» **EXERCISE INPUT**:
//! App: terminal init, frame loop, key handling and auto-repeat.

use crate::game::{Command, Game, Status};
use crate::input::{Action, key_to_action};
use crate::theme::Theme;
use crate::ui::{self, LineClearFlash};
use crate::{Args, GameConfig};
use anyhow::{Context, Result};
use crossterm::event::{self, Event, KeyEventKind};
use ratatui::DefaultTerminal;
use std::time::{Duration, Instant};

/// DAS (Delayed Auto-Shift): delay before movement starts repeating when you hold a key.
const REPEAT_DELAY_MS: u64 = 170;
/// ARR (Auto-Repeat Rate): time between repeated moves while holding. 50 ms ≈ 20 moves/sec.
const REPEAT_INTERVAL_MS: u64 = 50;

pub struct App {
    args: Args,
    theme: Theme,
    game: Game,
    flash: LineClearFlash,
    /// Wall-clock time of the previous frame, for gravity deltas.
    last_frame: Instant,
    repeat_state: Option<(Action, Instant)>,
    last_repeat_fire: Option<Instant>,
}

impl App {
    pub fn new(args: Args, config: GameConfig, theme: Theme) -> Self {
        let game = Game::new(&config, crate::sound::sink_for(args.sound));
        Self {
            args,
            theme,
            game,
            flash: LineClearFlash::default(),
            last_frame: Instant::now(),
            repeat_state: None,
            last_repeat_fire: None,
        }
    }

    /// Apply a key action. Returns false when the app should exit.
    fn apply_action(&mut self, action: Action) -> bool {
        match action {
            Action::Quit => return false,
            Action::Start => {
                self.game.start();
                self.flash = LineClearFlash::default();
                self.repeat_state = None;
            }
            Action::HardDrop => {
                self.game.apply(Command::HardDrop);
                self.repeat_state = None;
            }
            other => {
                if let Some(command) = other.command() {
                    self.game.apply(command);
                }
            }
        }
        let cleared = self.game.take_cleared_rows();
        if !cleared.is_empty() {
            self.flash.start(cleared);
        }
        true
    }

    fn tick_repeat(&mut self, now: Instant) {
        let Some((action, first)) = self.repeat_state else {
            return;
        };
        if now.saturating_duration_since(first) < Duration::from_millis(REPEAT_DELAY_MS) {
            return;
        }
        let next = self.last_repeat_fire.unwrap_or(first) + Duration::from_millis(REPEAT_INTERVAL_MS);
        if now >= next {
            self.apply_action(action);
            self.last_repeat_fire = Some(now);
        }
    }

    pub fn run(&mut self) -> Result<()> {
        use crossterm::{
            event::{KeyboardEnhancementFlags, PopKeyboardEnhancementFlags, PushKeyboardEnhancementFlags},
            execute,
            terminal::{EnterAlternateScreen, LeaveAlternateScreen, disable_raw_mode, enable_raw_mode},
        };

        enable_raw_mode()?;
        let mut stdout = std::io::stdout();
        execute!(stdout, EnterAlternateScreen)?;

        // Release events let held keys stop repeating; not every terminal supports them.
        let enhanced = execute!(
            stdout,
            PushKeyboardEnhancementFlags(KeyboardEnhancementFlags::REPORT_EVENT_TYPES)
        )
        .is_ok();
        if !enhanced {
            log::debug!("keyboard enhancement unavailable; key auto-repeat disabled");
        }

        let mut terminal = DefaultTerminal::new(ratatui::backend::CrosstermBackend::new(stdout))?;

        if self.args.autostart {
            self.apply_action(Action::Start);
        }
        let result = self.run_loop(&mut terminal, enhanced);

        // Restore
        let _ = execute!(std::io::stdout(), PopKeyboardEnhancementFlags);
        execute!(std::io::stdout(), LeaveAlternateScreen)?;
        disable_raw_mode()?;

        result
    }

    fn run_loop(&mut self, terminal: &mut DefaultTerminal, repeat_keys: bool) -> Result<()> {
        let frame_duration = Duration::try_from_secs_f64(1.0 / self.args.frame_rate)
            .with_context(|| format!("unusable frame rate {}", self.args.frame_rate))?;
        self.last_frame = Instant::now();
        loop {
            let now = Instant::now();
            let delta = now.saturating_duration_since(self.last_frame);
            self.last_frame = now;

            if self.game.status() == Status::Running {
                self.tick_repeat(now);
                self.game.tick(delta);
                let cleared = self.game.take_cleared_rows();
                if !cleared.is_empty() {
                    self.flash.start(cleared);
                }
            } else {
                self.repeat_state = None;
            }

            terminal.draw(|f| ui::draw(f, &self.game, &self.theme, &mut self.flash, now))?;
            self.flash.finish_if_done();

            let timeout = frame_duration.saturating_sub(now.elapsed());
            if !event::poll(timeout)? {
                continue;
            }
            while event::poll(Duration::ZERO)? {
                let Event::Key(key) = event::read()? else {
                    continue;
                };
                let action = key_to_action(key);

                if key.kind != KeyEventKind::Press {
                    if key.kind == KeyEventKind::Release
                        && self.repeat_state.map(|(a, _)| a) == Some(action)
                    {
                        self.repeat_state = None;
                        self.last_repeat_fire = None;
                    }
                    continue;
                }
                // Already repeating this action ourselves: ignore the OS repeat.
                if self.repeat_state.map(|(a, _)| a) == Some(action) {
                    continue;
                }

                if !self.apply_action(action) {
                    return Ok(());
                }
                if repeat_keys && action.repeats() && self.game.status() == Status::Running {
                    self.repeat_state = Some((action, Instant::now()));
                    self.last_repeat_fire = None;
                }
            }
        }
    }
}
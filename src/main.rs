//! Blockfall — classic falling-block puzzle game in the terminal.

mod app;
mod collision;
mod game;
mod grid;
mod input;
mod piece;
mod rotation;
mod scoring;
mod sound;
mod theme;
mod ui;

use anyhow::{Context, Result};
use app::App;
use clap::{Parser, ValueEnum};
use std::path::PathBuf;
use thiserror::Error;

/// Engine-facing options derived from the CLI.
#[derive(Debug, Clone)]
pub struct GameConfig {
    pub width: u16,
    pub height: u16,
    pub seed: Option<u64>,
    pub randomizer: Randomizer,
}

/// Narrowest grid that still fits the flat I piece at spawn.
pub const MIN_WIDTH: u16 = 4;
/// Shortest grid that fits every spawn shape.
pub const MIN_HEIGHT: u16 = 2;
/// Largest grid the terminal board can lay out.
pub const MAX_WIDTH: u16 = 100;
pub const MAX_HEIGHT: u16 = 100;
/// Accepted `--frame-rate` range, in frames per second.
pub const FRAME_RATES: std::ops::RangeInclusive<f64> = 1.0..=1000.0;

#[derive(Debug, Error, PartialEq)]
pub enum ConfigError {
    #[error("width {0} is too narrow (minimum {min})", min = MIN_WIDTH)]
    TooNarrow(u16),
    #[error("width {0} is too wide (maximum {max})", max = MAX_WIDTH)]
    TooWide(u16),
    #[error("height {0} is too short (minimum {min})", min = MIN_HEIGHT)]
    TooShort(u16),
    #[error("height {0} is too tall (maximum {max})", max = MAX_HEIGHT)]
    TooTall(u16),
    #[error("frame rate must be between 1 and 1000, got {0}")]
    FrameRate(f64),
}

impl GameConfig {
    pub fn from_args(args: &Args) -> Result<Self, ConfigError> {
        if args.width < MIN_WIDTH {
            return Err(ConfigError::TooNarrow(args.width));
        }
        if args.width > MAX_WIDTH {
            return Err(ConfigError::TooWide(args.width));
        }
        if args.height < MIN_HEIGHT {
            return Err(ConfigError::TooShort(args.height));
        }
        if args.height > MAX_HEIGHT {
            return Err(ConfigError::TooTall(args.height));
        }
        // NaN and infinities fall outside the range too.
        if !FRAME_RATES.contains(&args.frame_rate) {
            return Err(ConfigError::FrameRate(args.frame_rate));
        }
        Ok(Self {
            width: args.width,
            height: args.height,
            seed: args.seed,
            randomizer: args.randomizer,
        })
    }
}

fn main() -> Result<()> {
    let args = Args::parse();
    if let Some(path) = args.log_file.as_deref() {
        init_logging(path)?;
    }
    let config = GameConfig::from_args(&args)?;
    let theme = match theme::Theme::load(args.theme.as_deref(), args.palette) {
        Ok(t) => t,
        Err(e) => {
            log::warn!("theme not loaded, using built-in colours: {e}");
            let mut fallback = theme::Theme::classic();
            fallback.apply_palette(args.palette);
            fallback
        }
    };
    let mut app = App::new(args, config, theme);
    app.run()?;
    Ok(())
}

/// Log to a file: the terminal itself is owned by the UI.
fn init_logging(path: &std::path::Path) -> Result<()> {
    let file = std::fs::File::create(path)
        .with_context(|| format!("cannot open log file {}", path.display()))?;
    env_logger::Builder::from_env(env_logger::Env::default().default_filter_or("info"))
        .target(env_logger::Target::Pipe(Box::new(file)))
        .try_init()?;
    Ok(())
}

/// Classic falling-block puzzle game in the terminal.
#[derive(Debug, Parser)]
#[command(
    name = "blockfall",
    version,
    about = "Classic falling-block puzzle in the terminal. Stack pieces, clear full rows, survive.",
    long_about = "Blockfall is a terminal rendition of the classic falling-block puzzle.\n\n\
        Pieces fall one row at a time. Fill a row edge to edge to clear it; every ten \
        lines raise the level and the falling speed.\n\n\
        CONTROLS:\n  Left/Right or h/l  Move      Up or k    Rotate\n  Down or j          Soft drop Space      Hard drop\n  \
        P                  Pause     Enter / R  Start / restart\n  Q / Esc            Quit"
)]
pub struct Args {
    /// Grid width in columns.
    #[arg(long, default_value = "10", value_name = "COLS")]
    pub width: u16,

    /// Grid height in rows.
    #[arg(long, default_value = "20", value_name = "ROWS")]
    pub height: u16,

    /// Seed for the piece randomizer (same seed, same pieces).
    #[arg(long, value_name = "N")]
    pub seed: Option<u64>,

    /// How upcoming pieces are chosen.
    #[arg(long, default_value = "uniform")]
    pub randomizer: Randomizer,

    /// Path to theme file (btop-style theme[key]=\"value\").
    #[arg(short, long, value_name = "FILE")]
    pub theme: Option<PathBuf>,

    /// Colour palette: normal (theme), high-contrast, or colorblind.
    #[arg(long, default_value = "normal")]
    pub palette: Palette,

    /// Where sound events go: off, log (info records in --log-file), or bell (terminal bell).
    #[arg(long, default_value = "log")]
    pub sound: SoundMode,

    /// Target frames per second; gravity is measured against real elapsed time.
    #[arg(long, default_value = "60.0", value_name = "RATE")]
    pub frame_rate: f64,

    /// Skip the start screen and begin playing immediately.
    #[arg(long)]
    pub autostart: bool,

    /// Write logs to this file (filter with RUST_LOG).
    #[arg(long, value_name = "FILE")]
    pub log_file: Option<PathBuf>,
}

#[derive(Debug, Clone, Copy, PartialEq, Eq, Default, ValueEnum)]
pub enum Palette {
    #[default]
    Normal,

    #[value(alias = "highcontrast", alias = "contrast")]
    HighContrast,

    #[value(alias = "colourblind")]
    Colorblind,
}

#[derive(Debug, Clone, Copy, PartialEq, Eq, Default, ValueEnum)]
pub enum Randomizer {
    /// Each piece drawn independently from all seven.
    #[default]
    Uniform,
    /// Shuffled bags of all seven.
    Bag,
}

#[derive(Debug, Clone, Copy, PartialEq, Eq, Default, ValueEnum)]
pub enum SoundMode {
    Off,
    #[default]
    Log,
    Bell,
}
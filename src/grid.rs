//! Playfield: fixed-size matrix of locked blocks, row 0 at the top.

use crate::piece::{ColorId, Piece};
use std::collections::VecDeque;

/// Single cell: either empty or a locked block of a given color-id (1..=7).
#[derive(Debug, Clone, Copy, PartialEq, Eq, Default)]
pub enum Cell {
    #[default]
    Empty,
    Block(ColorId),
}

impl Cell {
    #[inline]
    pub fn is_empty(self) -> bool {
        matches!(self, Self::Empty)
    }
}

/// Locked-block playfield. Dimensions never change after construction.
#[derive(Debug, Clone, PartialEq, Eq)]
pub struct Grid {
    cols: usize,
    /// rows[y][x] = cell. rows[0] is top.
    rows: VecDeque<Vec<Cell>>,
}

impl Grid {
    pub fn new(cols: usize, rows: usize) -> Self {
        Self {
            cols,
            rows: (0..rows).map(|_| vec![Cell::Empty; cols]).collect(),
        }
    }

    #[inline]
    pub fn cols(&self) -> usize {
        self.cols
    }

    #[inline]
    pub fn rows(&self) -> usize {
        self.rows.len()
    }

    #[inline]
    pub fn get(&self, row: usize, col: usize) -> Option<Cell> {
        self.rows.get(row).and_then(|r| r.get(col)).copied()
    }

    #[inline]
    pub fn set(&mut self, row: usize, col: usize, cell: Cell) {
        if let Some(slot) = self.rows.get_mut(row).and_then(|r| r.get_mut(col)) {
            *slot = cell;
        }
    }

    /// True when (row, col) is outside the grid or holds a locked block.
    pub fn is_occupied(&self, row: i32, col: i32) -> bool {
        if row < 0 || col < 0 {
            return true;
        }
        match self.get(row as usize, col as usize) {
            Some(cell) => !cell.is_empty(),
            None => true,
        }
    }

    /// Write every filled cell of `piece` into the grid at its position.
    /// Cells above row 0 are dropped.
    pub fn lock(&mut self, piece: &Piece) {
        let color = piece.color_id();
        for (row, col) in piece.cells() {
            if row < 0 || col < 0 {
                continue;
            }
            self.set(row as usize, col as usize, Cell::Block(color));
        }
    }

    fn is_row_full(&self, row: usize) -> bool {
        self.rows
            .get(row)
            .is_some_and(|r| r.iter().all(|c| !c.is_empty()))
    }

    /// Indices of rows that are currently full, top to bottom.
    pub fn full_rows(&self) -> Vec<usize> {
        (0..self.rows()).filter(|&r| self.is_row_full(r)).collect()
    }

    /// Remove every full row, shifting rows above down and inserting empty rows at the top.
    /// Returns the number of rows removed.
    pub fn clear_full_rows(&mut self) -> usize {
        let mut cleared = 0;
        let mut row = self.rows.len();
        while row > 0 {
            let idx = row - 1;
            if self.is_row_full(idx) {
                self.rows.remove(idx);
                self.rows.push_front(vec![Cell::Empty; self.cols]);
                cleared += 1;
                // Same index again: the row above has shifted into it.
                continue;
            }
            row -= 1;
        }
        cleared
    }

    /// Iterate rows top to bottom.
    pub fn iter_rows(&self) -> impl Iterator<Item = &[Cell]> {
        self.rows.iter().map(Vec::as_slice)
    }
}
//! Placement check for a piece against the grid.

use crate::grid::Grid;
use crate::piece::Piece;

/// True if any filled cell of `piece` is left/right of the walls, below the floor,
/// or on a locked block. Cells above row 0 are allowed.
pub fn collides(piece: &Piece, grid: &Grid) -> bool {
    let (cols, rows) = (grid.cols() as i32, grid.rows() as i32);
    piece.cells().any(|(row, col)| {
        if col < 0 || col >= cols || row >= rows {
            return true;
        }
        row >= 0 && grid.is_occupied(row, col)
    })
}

» **TASK DIRECTIONS**:
Begin with the line that has "return Err(ConfigError::FrameRate(args.frame_rate));" in the listing above and end after the line that has "let mut fallback"; output those lines exactly.

» **RESPONSE**:
            return Err(ConfigError::FrameRate(args.frame_rate));
        }
        Ok(Self {
            width: args.width,
            height: args.height,
            seed: args.seed,
            randomizer: args.randomizer,
        })
    }
}

fn main() -> Result<()> {
    let args = Args::parse();
    if let Some(path) = args.log_file.as_deref() {
        init_logging(path)?;
    }
    let config = GameConfig::from_args(&args)?;
    let theme = match theme::Theme::load(args.theme.as_deref(), args.palette) {
        Ok(t) => t,
        Err(e) => {
            log::warn!("theme not loaded, using built-in colours: {e}");
            let mut fallback = theme::Theme::classic();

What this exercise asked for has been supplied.